Every line in the listing below from the one with "validates its output." through the one with "String, plugin_id: String" is to be reproduced exactly, both ends included; leave out the rest.

● Input
Start of Block
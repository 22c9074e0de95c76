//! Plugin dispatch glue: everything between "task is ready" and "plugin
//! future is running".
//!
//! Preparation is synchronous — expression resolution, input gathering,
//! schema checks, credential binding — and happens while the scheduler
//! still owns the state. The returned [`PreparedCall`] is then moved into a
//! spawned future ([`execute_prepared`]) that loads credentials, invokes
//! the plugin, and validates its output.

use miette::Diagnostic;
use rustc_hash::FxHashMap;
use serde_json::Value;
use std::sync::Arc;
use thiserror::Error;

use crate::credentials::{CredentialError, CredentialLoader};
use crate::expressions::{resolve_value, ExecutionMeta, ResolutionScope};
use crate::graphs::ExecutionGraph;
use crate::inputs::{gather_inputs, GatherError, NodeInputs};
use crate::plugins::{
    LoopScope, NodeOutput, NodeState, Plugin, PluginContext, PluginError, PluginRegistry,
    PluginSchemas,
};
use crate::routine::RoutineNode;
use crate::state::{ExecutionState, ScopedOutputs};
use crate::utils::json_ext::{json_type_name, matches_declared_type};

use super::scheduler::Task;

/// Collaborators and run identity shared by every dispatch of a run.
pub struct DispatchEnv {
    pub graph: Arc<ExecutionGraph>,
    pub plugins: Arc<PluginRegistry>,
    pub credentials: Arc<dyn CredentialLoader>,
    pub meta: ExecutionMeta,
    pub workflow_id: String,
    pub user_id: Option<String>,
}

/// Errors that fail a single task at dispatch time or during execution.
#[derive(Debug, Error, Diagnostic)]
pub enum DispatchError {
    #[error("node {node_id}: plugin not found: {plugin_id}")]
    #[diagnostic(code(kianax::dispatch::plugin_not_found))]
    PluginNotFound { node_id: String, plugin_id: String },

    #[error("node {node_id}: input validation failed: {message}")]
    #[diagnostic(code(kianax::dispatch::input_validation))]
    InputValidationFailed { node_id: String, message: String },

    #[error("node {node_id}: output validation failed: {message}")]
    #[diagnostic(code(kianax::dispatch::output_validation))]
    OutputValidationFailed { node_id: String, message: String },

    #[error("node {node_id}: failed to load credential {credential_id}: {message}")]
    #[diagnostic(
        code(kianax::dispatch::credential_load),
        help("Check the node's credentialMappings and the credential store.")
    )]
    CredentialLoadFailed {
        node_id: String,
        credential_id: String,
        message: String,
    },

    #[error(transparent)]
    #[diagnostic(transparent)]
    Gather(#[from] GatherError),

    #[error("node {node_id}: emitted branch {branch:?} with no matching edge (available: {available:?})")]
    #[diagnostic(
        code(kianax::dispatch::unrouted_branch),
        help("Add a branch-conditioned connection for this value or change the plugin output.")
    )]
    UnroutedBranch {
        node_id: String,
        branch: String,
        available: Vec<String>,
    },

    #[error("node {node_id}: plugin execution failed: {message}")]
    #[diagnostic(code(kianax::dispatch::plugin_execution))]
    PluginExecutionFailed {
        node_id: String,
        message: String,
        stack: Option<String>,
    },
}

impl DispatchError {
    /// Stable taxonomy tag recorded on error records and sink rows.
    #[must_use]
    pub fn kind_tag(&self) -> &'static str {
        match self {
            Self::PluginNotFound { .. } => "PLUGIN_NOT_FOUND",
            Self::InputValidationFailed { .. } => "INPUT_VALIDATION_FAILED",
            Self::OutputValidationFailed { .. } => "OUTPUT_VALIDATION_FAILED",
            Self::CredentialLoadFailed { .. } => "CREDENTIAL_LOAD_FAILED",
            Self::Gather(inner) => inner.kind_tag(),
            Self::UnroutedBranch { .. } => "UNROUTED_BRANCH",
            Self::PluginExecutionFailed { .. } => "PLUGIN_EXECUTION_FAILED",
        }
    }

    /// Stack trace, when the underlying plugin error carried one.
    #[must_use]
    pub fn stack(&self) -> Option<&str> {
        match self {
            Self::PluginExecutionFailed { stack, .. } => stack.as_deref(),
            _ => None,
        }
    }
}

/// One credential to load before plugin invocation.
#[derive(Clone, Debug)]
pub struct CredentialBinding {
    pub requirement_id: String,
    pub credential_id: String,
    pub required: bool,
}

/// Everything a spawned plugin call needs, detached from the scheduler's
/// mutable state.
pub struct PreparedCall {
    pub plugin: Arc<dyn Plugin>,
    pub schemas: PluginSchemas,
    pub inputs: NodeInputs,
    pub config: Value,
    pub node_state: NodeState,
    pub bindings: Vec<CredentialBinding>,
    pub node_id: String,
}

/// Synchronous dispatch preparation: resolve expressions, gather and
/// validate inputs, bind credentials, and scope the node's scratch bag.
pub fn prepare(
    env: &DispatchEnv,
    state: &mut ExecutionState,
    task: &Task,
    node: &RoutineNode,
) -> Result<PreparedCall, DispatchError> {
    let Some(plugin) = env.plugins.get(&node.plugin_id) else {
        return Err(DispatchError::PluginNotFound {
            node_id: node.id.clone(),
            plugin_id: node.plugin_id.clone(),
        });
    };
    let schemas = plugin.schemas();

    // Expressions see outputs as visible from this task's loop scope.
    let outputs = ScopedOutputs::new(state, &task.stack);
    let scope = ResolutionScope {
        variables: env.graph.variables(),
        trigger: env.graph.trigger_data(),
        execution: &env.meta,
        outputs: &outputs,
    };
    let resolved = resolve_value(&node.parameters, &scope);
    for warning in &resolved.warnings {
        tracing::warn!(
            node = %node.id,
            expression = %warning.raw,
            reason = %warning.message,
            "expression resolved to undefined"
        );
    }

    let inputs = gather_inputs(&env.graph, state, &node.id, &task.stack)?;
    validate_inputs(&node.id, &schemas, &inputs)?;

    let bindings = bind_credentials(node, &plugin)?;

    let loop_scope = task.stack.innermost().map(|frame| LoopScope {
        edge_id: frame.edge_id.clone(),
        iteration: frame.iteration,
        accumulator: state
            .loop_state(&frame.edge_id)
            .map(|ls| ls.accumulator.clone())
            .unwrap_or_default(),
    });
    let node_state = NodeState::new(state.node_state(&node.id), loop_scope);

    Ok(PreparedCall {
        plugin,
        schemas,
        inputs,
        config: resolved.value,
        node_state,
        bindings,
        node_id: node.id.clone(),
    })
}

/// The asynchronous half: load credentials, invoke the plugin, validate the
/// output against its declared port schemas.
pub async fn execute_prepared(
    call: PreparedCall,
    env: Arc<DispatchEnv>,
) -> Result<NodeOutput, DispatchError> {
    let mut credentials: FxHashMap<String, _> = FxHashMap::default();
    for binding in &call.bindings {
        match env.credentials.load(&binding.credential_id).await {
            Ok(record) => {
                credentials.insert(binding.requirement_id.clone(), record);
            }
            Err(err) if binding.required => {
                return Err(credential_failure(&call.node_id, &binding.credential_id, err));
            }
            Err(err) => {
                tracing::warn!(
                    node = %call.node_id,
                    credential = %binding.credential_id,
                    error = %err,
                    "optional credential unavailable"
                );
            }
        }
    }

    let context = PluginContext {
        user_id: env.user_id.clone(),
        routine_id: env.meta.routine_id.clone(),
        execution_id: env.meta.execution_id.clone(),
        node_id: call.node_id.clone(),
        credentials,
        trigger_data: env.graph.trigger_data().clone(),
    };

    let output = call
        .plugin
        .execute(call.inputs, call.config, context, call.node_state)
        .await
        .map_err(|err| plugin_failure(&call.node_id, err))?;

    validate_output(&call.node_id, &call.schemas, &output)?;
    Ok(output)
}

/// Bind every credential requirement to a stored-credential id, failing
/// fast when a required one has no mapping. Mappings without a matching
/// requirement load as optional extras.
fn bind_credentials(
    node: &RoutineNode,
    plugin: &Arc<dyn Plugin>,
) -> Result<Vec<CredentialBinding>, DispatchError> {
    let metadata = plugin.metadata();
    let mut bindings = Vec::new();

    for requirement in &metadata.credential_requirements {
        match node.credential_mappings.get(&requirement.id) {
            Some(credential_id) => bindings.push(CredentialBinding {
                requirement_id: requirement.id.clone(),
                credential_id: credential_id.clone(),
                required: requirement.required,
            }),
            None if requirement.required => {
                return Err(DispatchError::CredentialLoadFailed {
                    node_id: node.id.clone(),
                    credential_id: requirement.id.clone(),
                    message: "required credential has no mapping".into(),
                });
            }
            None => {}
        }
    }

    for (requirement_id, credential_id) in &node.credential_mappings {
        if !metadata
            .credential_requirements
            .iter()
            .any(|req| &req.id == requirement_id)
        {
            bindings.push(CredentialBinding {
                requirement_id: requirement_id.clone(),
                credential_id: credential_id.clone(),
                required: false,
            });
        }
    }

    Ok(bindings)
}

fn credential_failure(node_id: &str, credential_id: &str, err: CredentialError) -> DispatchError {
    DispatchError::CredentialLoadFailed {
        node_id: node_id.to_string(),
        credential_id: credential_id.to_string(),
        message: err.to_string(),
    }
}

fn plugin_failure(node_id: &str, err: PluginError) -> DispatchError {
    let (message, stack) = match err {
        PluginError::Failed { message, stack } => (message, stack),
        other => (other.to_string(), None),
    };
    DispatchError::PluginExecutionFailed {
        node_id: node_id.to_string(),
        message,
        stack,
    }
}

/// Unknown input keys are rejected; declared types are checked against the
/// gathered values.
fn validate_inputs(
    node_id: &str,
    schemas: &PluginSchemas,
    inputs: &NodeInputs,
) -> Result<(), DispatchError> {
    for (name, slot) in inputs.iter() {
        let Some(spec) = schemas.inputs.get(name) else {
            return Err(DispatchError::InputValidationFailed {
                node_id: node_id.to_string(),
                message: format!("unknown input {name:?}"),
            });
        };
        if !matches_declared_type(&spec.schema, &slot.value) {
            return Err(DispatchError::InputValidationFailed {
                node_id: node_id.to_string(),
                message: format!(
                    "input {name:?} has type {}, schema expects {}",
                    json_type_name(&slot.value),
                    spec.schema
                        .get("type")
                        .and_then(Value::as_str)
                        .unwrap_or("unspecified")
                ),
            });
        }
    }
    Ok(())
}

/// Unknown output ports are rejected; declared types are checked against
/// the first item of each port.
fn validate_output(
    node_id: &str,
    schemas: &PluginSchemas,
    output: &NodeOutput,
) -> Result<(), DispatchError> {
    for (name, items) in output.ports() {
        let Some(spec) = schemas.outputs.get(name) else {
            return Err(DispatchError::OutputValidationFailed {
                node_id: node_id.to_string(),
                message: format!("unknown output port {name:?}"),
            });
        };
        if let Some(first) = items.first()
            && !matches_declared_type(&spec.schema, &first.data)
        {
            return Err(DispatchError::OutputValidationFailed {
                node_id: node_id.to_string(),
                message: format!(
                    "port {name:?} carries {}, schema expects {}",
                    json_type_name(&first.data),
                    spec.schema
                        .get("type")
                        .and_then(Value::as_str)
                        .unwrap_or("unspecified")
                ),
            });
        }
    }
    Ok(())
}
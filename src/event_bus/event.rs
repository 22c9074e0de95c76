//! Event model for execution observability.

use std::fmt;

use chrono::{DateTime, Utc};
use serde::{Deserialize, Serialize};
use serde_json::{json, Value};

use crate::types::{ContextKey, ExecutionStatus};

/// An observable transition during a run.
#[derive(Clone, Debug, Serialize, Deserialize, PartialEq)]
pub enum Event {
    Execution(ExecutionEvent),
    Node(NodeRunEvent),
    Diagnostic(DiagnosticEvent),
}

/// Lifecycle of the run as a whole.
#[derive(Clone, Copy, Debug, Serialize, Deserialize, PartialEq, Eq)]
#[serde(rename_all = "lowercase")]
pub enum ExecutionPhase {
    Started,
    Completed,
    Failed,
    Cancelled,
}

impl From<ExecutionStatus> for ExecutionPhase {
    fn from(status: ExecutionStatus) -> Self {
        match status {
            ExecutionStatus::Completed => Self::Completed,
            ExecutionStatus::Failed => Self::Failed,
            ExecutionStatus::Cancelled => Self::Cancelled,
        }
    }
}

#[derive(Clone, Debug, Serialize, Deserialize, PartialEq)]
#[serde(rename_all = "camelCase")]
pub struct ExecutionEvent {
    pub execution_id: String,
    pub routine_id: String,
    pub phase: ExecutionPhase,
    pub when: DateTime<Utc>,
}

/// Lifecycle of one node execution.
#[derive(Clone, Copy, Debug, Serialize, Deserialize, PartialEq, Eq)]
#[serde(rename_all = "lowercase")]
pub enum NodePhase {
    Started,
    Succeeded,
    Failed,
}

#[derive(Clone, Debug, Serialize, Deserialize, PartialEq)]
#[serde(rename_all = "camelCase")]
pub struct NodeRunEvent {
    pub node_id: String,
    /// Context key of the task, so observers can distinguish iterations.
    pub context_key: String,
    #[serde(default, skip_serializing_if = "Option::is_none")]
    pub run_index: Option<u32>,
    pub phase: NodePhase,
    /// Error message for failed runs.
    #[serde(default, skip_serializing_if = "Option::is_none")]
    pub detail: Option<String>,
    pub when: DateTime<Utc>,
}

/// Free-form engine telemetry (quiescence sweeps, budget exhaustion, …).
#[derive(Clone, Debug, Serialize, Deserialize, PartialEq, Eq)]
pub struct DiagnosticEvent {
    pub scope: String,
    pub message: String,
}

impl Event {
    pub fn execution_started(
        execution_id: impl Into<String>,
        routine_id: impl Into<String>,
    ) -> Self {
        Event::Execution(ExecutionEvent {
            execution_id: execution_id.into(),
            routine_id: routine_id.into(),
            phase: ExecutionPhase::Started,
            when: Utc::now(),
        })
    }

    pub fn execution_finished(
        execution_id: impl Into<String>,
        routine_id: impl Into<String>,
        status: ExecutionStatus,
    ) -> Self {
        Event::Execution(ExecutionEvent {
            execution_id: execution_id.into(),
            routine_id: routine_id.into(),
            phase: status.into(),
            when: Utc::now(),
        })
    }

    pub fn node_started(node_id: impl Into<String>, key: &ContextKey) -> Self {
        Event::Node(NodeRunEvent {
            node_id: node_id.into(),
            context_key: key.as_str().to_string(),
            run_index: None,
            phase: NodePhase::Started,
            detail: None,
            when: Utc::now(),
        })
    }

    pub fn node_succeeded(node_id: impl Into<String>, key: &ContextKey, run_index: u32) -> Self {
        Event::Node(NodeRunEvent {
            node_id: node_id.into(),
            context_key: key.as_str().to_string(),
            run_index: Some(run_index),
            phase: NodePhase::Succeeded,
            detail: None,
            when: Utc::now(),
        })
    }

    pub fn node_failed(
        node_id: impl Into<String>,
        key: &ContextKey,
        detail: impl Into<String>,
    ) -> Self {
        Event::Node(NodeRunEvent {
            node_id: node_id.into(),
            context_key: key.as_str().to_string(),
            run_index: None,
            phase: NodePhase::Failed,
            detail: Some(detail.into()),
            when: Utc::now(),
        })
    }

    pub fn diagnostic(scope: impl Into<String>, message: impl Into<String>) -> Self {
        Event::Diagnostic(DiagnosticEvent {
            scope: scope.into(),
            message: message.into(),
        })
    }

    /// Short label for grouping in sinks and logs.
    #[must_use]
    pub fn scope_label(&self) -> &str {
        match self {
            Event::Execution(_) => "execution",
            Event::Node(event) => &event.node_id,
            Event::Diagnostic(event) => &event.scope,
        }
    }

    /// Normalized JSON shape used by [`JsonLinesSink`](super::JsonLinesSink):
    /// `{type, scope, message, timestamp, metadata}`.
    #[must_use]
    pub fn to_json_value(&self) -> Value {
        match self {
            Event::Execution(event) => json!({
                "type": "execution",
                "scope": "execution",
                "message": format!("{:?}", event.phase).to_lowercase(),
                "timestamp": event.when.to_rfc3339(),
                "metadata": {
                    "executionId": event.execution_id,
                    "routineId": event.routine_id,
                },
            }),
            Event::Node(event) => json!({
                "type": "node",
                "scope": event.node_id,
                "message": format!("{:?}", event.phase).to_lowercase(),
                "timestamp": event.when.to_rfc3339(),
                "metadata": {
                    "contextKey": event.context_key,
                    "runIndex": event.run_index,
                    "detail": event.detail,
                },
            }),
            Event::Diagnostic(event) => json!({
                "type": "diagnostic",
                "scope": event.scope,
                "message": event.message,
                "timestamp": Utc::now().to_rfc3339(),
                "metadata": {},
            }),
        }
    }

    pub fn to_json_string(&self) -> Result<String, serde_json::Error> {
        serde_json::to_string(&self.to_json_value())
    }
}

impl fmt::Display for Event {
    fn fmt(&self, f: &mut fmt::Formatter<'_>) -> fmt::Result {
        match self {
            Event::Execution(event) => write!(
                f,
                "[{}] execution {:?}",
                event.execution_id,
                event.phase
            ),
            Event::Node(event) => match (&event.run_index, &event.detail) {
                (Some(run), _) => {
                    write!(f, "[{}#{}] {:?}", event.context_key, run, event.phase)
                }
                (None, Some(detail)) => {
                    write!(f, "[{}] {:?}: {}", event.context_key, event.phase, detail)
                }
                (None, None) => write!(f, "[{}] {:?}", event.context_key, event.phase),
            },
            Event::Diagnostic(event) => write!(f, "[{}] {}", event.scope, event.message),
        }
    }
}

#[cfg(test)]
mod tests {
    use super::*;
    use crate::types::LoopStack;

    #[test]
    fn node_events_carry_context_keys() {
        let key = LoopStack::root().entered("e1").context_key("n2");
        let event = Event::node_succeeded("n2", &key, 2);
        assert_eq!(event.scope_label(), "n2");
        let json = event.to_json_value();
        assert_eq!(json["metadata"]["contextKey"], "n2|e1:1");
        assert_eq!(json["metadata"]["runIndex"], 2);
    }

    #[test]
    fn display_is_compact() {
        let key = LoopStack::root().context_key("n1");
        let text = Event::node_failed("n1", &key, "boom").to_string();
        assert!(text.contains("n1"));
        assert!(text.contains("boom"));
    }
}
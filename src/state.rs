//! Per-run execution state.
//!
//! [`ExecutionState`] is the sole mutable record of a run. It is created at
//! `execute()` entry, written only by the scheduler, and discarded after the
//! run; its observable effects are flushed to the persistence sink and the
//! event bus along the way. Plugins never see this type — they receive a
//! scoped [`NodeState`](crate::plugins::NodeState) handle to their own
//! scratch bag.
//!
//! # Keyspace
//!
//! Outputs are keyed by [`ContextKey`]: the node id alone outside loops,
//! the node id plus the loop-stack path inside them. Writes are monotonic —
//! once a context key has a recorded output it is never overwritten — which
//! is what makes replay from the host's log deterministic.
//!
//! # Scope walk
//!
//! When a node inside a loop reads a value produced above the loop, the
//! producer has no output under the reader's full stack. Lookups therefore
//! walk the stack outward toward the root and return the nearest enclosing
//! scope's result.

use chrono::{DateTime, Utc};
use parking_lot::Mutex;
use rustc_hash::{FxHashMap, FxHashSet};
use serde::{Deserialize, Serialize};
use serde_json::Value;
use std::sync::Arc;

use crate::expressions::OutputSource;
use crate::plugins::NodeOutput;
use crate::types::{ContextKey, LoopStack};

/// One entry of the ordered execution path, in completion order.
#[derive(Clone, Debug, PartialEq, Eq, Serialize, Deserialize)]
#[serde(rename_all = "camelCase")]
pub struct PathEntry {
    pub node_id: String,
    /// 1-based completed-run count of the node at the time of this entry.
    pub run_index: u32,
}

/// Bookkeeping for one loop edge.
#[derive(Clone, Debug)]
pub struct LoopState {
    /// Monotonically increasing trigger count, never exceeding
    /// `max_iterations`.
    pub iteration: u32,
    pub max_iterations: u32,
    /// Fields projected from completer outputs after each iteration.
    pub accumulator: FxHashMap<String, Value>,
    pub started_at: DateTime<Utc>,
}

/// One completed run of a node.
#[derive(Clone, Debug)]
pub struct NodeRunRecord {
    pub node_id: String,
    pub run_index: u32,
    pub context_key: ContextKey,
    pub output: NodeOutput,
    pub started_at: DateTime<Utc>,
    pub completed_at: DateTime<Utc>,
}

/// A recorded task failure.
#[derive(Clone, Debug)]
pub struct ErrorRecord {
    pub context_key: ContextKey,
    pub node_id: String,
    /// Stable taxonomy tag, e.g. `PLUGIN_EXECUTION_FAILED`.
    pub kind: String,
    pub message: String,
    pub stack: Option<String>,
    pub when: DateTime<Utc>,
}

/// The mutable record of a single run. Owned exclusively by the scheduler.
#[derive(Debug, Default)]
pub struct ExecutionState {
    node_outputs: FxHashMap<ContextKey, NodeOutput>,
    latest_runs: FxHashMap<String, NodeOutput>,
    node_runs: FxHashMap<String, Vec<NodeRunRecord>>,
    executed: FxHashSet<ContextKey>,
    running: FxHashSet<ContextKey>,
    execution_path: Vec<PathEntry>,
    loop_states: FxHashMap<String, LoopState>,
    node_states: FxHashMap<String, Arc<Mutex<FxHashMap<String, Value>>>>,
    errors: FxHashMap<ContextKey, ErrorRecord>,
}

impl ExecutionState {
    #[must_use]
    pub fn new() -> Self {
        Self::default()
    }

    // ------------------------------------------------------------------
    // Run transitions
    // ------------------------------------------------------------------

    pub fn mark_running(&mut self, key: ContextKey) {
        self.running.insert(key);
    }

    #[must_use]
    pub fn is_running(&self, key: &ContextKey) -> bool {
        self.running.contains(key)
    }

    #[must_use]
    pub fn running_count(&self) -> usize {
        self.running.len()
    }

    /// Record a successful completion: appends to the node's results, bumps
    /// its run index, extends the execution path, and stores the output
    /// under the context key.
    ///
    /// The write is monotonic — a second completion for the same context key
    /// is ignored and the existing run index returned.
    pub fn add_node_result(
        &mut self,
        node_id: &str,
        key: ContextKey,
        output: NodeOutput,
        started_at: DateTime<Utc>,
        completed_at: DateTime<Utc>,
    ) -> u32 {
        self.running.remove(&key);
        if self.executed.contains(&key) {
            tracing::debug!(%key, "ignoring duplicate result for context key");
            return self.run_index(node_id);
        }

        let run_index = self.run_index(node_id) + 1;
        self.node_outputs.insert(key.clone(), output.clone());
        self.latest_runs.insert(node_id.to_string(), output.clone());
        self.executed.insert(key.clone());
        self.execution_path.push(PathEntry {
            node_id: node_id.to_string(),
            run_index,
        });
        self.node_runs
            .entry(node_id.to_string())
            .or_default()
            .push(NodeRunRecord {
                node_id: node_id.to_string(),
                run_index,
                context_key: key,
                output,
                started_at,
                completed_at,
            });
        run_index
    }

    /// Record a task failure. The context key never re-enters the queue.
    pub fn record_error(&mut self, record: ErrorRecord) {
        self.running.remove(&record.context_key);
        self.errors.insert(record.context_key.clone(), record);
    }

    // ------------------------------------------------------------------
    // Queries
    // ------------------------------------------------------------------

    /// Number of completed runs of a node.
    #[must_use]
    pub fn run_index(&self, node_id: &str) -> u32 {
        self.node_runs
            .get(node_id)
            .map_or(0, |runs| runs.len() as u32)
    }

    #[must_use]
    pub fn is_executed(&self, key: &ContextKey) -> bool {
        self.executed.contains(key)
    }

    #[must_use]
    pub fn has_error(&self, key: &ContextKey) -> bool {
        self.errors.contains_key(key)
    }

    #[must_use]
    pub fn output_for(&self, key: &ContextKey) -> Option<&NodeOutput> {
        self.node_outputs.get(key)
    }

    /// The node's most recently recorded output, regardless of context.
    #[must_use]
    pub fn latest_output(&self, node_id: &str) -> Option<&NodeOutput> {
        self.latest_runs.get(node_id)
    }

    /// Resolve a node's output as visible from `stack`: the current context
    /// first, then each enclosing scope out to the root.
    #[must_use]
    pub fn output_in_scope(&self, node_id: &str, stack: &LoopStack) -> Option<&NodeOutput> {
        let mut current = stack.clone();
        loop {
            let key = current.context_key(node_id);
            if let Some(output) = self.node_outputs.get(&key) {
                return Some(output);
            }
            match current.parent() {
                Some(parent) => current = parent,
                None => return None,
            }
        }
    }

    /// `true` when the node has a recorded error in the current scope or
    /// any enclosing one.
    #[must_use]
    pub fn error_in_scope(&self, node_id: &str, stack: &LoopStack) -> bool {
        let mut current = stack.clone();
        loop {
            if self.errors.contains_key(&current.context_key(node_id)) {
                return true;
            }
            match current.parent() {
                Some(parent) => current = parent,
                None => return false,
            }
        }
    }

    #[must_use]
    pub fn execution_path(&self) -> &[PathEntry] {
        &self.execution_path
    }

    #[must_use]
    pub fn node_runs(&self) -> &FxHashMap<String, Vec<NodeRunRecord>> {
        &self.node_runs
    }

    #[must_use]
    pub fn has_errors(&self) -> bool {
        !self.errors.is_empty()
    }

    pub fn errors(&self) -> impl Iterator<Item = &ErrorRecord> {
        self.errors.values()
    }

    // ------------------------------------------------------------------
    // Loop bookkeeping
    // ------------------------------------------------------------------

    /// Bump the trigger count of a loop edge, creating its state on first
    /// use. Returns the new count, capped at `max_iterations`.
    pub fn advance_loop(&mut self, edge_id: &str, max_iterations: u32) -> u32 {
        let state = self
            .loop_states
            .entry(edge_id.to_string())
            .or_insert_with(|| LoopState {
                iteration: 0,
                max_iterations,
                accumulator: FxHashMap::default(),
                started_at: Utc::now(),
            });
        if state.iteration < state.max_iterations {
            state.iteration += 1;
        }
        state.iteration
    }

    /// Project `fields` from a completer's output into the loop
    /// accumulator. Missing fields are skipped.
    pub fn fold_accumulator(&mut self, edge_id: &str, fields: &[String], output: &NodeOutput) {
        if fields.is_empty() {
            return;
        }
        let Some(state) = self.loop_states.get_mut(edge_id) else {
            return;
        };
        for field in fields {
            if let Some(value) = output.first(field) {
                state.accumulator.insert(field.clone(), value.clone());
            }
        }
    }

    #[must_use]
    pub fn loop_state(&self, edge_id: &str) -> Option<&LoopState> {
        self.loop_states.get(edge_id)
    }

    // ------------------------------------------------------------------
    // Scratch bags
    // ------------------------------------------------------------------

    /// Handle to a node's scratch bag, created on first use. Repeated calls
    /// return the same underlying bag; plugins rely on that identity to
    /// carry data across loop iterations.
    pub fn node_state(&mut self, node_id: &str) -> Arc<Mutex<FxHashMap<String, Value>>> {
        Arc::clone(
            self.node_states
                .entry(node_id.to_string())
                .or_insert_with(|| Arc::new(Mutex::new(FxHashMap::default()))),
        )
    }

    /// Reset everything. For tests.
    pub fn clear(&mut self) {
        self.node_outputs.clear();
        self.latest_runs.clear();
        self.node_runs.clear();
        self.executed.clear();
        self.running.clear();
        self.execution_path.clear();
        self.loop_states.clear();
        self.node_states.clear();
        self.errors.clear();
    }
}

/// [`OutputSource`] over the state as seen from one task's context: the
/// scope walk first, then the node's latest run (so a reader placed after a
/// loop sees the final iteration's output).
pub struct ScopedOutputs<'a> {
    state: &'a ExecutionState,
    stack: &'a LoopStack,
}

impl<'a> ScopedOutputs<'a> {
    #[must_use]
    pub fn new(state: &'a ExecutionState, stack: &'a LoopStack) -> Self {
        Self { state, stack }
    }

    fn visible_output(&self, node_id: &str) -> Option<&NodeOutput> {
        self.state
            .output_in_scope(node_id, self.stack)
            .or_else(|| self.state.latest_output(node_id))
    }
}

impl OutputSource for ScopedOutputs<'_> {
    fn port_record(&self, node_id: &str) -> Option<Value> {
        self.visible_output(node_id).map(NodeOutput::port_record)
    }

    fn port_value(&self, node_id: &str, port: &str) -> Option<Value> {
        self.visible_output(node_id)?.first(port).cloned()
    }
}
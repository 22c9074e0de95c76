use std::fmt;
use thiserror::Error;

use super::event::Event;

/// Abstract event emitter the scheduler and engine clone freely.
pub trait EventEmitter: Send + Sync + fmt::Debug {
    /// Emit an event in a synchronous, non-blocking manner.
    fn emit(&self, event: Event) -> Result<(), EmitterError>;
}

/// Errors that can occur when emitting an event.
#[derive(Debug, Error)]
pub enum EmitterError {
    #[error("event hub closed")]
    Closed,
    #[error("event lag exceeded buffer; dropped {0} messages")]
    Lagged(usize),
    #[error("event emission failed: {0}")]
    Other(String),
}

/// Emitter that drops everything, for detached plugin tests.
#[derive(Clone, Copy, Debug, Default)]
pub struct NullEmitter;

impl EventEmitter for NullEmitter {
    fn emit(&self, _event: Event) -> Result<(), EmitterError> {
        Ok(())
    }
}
End of Block
● Response
//! the plugin, and validates its output.

use miette::Diagnostic;
use rustc_hash::FxHashMap;
use serde_json::Value;
use std::sync::Arc;
use thiserror::Error;

use crate::credentials::{CredentialError, CredentialLoader};
use crate::expressions::{resolve_value, ExecutionMeta, ResolutionScope};
use crate::graphs::ExecutionGraph;
use crate::inputs::{gather_inputs, GatherError, NodeInputs};
use crate::plugins::{
    LoopScope, NodeOutput, NodeState, Plugin, PluginContext, PluginError, PluginRegistry,
    PluginSchemas,
};
use crate::routine::RoutineNode;
use crate::state::{ExecutionState, ScopedOutputs};
use crate::utils::json_ext::{json_type_name, matches_declared_type};

use super::scheduler::Task;

/// Collaborators and run identity shared by every dispatch of a run.
pub struct DispatchEnv {
    pub graph: Arc<ExecutionGraph>,
    pub plugins: Arc<PluginRegistry>,
    pub credentials: Arc<dyn CredentialLoader>,
    pub meta: ExecutionMeta,
    pub workflow_id: String,
    pub user_id: Option<String>,
}

/// Errors that fail a single task at dispatch time or during execution.
#[derive(Debug, Error, Diagnostic)]
pub enum DispatchError {
    #[error("node {node_id}: plugin not found: {plugin_id}")]
    #[diagnostic(code(kianax::dispatch::plugin_not_found))]
    PluginNotFound { node_id: String, plugin_id: String },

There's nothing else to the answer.